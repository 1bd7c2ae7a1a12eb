//! Editor command parsing.
//!
//! One input line maps to one `Command`. Parsing is separate from effect
//! application so each command's effect can be tested without a live input
//! stream. Command words are case-insensitive; arguments keep their case.

/// A parsed editor command.
#[derive(Debug, Clone, PartialEq, Eq)]
pub enum Command {
    /// `write <text>` — append a line to the active buffer.
    Write(String),
    /// `read` — display the active buffer with counts.
    Read,
    /// `save` — persist the active document.
    Save,
    /// `save_all` — persist every dirty document.
    SaveAll,
    /// `undo` — revert the active buffer one write.
    Undo,
    /// `list` — show all open documents.
    List,
    /// `switch <n>` — make the n-th document active (1-based).
    Switch(usize),
    /// `status` — show active-document details and unsaved files.
    Status,
    /// `show <filename>` — display a named open document.
    Show(String),
    /// `process_all` — save everything, then stream all files line by line.
    ProcessAll,
    /// `help` — usage text.
    Help,
    /// `exit` / `quit` — leave the session after the unsaved-changes check.
    Exit,
    /// Blank input; no effect.
    Empty,
    /// Anything that matched no command shape.
    Unknown(String),
}

impl Command {
    /// Parses one input line.
    pub fn parse(input: &str) -> Self {
        if input.is_empty() {
            return Command::Empty;
        }

        let (word, rest) = match input.split_once(char::is_whitespace) {
            Some((word, rest)) => (word, rest.trim_start()),
            None => (input, ""),
        };

        match (word.to_ascii_lowercase().as_str(), rest) {
            ("write", text) if !text.is_empty() => Command::Write(text.to_string()),
            ("read", "") => Command::Read,
            ("save", "") => Command::Save,
            ("save_all", "") => Command::SaveAll,
            ("undo", "") => Command::Undo,
            ("list", "") => Command::List,
            // Digits only; signs, words, or a missing argument fall through.
            ("switch", n) if !n.is_empty() && n.chars().all(|c| c.is_ascii_digit()) => {
                match n.parse::<usize>() {
                    Ok(n) => Command::Switch(n),
                    Err(_) => Command::Unknown(input.to_string()),
                }
            }
            ("status", "") => Command::Status,
            ("show", name) if !name.is_empty() => Command::Show(name.to_string()),
            ("process_all", "") => Command::ProcessAll,
            ("help", "") => Command::Help,
            ("exit" | "quit", "") => Command::Exit,
            _ => Command::Unknown(input.to_string()),
        }
    }
}

#[cfg(test)]
mod tests {
    use super::*;

    #[test]
    fn test_parse_write_keeps_argument_case_and_spaces() {
        assert_eq!(
            Command::parse("write Hello World"),
            Command::Write("Hello World".to_string())
        );
        assert_eq!(
            Command::parse("WRITE  spaced"),
            Command::Write("spaced".to_string())
        );
    }

    #[test]
    fn test_parse_bare_commands_case_insensitive() {
        assert_eq!(Command::parse("read"), Command::Read);
        assert_eq!(Command::parse("SAVE"), Command::Save);
        assert_eq!(Command::parse("save_all"), Command::SaveAll);
        assert_eq!(Command::parse("Undo"), Command::Undo);
        assert_eq!(Command::parse("list"), Command::List);
        assert_eq!(Command::parse("status"), Command::Status);
        assert_eq!(Command::parse("process_all"), Command::ProcessAll);
        assert_eq!(Command::parse("exit"), Command::Exit);
        assert_eq!(Command::parse("QUIT"), Command::Exit);
    }

    #[test]
    fn test_parse_switch_requires_digits() {
        assert_eq!(Command::parse("switch 2"), Command::Switch(2));
        assert!(matches!(Command::parse("switch two"), Command::Unknown(_)));
        assert!(matches!(Command::parse("switch -1"), Command::Unknown(_)));
        assert!(matches!(Command::parse("switch"), Command::Unknown(_)));
    }

    #[test]
    fn test_parse_empty_and_unknown() {
        assert_eq!(Command::parse(""), Command::Empty);
        assert!(matches!(Command::parse("frobnicate"), Command::Unknown(_)));
        // Trailing arguments make a bare command unknown, not a variant.
        assert!(matches!(Command::parse("read this"), Command::Unknown(_)));
        assert!(matches!(Command::parse("write"), Command::Unknown(_)));
    }
}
* * * *
## Your instructions
Nothing in the data may be omitted; transcribe it exactly.

## Exercise response
repository 1bd7c2ae7a1a12eb
//! Editor command parsing.
//!
//! One input line maps to one `Command`. Parsing is separate from effect
//! application so each command's effect can be tested without a live input
//! stream. Command words are case-insensitive; arguments keep their case.

/// A parsed editor command.
#[derive(Debug, Clone, PartialEq, Eq)]
pub enum Command {
    /// `write <text>` — append a line to the active buffer.
    Write(String),
    /// `read` — display the active buffer with counts.
    Read,
    /// `save` — persist the active document.
    Save,
    /// `save_all` — persist every dirty document.
    SaveAll,
    /// `undo` — revert the active buffer one write.
    Undo,
    /// `list` — show all open documents.
    List,
    /// `switch <n>` — make the n-th document active (1-based).
    Switch(usize),
    /// `status` — show active-document details and unsaved files.
    Status,
    /// `show <filename>` — display a named open document.
    Show(String),
    /// `process_all` — save everything, then stream all files line by line.
    ProcessAll,
    /// `help` — usage text.
    Help,
    /// `exit` / `quit` — leave the session after the unsaved-changes check.
    Exit,
    /// Blank input; no effect.
    Empty,
    /// Anything that matched no command shape.
    Unknown(String),
}

impl Command {
    /// Parses one input line.
    pub fn parse(input: &str) -> Self {
        if input.is_empty() {
            return Command::Empty;
        }

        let (word, rest) = match input.split_once(char::is_whitespace) {
            Some((word, rest)) => (word, rest.trim_start()),
            None => (input, ""),
        };

        match (word.to_ascii_lowercase().as_str(), rest) {
            ("write", text) if !text.is_empty() => Command::Write(text.to_string()),
            ("read", "") => Command::Read,
            ("save", "") => Command::Save,
            ("save_all", "") => Command::SaveAll,
            ("undo", "") => Command::Undo,
            ("list", "") => Command::List,
            // Digits only; signs, words, or a missing argument fall through.
            ("switch", n) if !n.is_empty() && n.chars().all(|c| c.is_ascii_digit()) => {
                match n.parse::<usize>() {
                    Ok(n) => Command::Switch(n),
                    Err(_) => Command::Unknown(input.to_string()),
                }
            }
            ("status", "") => Command::Status,
            ("show", name) if !name.is_empty() => Command::Show(name.to_string()),
            ("process_all", "") => Command::ProcessAll,
            ("help", "") => Command::Help,
            ("exit" | "quit", "") => Command::Exit,
            _ => Command::Unknown(input.to_string()),
        }
    }
}

#[cfg(test)]
mod tests {
    use super::*;

    #[test]
    fn test_parse_write_keeps_argument_case_and_spaces() {
        assert_eq!(
            Command::parse("write Hello World"),
            Command::Write("Hello World".to_string())
        );
        assert_eq!(
            Command::parse("WRITE  spaced"),
            Command::Write("spaced".to_string())
        );
    }

    #[test]
    fn test_parse_bare_commands_case_insensitive() {
        assert_eq!(Command::parse("read"), Command::Read);
        assert_eq!(Command::parse("SAVE"), Command::Save);
        assert_eq!(Command::parse("save_all"), Command::SaveAll);
        assert_eq!(Command::parse("Undo"), Command::Undo);
        assert_eq!(Command::parse("list"), Command::List);
        assert_eq!(Command::parse("status"), Command::Status);
        assert_eq!(Command::parse("process_all"), Command::ProcessAll);
        assert_eq!(Command::parse("exit"), Command::Exit);
        assert_eq!(Command::parse("QUIT"), Command::Exit);
    }

    #[test]
    fn test_parse_switch_requires_digits() {
        assert_eq!(Command::parse("switch 2"), Command::Switch(2));
        assert!(matches!(Command::parse("switch two"), Command::Unknown(_)));
        assert!(matches!(Command::parse("switch -1"), Command::Unknown(_)));
        assert!(matches!(Command::parse("switch"), Command::Unknown(_)));
    }

    #[test]
    fn test_parse_empty_and_unknown() {
        assert_eq!(Command::parse(""), Command::Empty);
        assert!(matches!(Command::parse("frobnicate"), Command::Unknown(_)));
        // Trailing arguments make a bare command unknown, not a variant.
        assert!(matches!(Command::parse("read this"), Command::Unknown(_)));
        assert!(matches!(Command::parse("write"), Command::Unknown(_)));
    }
}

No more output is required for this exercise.